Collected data
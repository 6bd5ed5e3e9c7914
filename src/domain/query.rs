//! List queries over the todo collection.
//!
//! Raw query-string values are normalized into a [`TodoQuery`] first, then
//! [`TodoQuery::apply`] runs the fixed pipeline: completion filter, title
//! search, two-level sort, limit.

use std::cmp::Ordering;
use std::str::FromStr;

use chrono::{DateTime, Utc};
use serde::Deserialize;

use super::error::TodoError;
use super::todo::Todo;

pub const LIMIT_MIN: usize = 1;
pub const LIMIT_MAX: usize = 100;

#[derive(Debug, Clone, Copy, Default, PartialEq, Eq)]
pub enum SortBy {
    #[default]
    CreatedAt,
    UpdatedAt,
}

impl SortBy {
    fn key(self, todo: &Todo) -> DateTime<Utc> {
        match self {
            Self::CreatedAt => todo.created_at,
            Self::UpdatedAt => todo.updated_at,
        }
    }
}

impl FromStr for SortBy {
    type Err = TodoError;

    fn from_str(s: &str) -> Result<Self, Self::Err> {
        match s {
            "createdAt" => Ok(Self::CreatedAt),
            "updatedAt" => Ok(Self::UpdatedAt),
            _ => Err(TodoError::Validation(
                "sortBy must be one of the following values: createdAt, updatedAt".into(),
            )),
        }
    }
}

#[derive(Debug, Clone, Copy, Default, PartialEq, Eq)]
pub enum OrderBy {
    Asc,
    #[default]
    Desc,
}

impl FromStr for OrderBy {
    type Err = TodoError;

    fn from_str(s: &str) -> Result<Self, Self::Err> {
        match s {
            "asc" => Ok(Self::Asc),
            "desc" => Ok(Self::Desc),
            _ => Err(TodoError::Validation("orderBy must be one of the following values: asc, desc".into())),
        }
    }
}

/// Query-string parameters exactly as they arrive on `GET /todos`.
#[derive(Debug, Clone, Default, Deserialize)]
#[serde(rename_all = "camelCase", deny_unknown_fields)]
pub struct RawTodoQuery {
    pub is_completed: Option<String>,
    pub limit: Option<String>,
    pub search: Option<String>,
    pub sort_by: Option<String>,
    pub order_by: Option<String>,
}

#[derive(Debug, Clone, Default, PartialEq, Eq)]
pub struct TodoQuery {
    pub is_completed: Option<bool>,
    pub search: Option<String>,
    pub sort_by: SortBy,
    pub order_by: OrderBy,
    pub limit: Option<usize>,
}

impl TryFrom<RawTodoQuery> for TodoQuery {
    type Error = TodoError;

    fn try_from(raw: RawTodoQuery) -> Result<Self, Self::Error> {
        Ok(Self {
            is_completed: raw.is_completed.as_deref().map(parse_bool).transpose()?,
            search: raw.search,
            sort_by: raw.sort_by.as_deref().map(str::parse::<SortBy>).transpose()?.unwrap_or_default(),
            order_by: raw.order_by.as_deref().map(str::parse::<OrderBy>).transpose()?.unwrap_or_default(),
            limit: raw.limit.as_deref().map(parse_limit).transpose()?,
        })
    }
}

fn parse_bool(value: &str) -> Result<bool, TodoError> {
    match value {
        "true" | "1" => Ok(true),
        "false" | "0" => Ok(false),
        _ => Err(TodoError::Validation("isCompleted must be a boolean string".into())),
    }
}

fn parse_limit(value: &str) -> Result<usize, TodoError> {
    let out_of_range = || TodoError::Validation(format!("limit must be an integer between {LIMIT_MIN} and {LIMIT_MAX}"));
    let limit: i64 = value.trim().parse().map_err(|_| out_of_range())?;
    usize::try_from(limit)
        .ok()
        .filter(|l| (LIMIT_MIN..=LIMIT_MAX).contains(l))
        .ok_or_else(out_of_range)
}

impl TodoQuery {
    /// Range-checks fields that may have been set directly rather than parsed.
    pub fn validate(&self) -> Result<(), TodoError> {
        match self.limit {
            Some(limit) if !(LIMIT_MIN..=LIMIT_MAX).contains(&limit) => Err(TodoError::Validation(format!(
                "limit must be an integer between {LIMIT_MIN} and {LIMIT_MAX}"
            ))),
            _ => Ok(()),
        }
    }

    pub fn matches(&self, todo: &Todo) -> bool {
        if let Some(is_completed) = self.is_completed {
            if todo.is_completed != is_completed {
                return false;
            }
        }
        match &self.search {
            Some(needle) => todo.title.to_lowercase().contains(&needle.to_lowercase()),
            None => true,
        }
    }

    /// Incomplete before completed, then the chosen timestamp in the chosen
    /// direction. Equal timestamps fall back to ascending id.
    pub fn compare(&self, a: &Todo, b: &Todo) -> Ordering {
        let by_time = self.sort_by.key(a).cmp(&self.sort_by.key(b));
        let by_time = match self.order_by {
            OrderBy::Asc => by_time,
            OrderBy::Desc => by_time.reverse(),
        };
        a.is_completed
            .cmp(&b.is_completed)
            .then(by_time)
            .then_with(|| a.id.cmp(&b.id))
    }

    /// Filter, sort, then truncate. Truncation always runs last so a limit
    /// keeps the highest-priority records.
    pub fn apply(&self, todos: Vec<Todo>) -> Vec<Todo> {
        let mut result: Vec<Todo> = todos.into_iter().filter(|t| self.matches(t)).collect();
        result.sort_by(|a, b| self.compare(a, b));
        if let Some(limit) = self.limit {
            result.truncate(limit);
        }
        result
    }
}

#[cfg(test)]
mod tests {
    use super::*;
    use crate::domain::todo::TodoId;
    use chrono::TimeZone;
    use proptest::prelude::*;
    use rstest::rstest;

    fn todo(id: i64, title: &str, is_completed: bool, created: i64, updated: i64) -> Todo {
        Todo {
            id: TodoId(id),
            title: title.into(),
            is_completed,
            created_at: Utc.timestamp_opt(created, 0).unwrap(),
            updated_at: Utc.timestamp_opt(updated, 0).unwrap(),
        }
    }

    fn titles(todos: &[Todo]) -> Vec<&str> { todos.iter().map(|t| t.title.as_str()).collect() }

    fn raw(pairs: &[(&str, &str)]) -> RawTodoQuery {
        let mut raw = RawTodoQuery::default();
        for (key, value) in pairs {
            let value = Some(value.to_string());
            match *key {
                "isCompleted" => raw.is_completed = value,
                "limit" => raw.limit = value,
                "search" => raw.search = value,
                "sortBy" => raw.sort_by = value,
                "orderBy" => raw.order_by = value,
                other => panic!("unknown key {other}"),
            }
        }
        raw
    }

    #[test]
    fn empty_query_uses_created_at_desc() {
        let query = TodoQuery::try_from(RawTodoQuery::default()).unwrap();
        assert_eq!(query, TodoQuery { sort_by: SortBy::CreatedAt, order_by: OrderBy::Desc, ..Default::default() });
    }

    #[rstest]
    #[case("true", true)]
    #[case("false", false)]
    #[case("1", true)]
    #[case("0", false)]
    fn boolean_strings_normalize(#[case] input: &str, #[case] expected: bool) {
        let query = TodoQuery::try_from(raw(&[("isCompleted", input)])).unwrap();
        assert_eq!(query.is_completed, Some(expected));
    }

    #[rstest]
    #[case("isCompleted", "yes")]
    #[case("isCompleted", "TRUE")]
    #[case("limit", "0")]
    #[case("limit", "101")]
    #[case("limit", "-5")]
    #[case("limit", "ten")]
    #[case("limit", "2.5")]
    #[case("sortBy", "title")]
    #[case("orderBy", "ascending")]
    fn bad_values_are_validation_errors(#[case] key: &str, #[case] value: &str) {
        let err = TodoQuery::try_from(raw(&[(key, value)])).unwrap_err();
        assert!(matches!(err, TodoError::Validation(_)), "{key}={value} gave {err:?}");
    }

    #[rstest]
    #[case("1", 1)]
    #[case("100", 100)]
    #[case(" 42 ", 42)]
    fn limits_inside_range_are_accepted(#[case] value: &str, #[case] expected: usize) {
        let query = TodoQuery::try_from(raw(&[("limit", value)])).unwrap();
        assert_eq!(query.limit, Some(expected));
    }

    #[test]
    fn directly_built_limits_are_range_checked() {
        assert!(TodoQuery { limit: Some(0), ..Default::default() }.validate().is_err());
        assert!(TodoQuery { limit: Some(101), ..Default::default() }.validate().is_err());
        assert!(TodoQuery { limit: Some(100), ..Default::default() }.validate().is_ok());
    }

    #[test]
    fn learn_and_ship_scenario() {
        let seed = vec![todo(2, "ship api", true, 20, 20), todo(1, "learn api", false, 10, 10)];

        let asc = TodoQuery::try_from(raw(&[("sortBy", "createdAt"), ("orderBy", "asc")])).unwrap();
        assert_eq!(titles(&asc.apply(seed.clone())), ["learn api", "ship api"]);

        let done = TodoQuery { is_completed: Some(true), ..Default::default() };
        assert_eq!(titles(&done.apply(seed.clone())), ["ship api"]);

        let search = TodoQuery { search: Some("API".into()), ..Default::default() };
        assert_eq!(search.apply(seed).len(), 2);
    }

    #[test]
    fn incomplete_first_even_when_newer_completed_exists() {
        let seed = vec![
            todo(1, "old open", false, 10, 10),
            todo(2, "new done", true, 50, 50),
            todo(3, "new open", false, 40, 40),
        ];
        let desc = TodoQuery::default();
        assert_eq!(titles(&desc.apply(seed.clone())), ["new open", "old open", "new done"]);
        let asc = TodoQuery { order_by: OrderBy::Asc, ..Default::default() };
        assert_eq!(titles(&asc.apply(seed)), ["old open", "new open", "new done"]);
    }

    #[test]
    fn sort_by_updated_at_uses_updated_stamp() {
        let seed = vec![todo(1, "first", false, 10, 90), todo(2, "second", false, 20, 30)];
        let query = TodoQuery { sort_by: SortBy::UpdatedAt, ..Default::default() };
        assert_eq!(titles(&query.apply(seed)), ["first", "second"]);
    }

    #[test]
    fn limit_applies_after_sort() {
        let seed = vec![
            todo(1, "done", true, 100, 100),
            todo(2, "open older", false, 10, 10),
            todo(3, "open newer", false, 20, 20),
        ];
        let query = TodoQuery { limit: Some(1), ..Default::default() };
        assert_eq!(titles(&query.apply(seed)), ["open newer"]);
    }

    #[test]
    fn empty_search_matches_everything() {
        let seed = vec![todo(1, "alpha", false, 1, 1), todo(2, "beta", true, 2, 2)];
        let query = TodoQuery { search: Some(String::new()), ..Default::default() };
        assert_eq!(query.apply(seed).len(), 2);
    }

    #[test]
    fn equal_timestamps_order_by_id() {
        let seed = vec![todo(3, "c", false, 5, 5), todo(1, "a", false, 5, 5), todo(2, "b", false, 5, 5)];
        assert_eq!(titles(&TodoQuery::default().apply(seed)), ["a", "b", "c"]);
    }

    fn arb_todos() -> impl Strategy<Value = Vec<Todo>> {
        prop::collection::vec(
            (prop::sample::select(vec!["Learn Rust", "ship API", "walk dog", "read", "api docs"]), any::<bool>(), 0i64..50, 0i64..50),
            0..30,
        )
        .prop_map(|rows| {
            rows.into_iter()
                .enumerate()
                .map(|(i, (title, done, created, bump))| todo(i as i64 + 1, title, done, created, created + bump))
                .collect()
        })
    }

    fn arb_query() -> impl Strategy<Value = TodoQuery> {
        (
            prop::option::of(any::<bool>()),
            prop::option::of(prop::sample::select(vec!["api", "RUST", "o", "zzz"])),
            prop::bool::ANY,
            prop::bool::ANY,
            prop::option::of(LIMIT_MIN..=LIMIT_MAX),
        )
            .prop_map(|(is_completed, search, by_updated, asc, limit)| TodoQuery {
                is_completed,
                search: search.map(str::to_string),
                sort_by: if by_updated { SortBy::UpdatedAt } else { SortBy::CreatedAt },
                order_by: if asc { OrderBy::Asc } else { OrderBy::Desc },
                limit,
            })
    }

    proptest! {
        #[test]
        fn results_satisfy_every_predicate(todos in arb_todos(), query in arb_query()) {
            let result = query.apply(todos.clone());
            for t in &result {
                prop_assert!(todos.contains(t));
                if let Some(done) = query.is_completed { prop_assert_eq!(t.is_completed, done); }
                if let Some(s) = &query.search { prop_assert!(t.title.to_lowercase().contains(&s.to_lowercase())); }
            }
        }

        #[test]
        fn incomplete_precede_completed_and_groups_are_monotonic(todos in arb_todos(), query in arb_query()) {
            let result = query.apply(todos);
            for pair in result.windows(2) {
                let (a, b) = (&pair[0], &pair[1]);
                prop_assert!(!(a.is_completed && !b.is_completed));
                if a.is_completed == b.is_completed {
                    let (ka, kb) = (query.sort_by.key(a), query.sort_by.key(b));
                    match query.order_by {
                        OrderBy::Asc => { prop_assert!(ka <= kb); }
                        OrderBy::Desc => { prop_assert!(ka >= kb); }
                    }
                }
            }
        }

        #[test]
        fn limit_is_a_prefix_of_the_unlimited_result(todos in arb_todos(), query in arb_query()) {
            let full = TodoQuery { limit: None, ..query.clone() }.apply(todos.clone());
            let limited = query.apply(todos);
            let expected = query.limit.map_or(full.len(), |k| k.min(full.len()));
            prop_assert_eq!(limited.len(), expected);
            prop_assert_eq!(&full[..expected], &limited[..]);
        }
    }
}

→ **Activity**
All that belongs in your answer is the stretch of entries above from the line with "fn parse_limit(value: &str)" through the line with "rather than parsed.", printed exactly.

→ **Exercise response**
fn parse_limit(value: &str) -> Result<usize, TodoError> {
    let out_of_range = || TodoError::Validation(format!("limit must be an integer between {LIMIT_MIN} and {LIMIT_MAX}"));
    let limit: i64 = value.trim().parse().map_err(|_| out_of_range())?;
    usize::try_from(limit)
        .ok()
        .filter(|l| (LIMIT_MIN..=LIMIT_MAX).contains(l))
        .ok_or_else(out_of_range)
}

impl TodoQuery {
    /// Range-checks fields that may have been set directly rather than parsed.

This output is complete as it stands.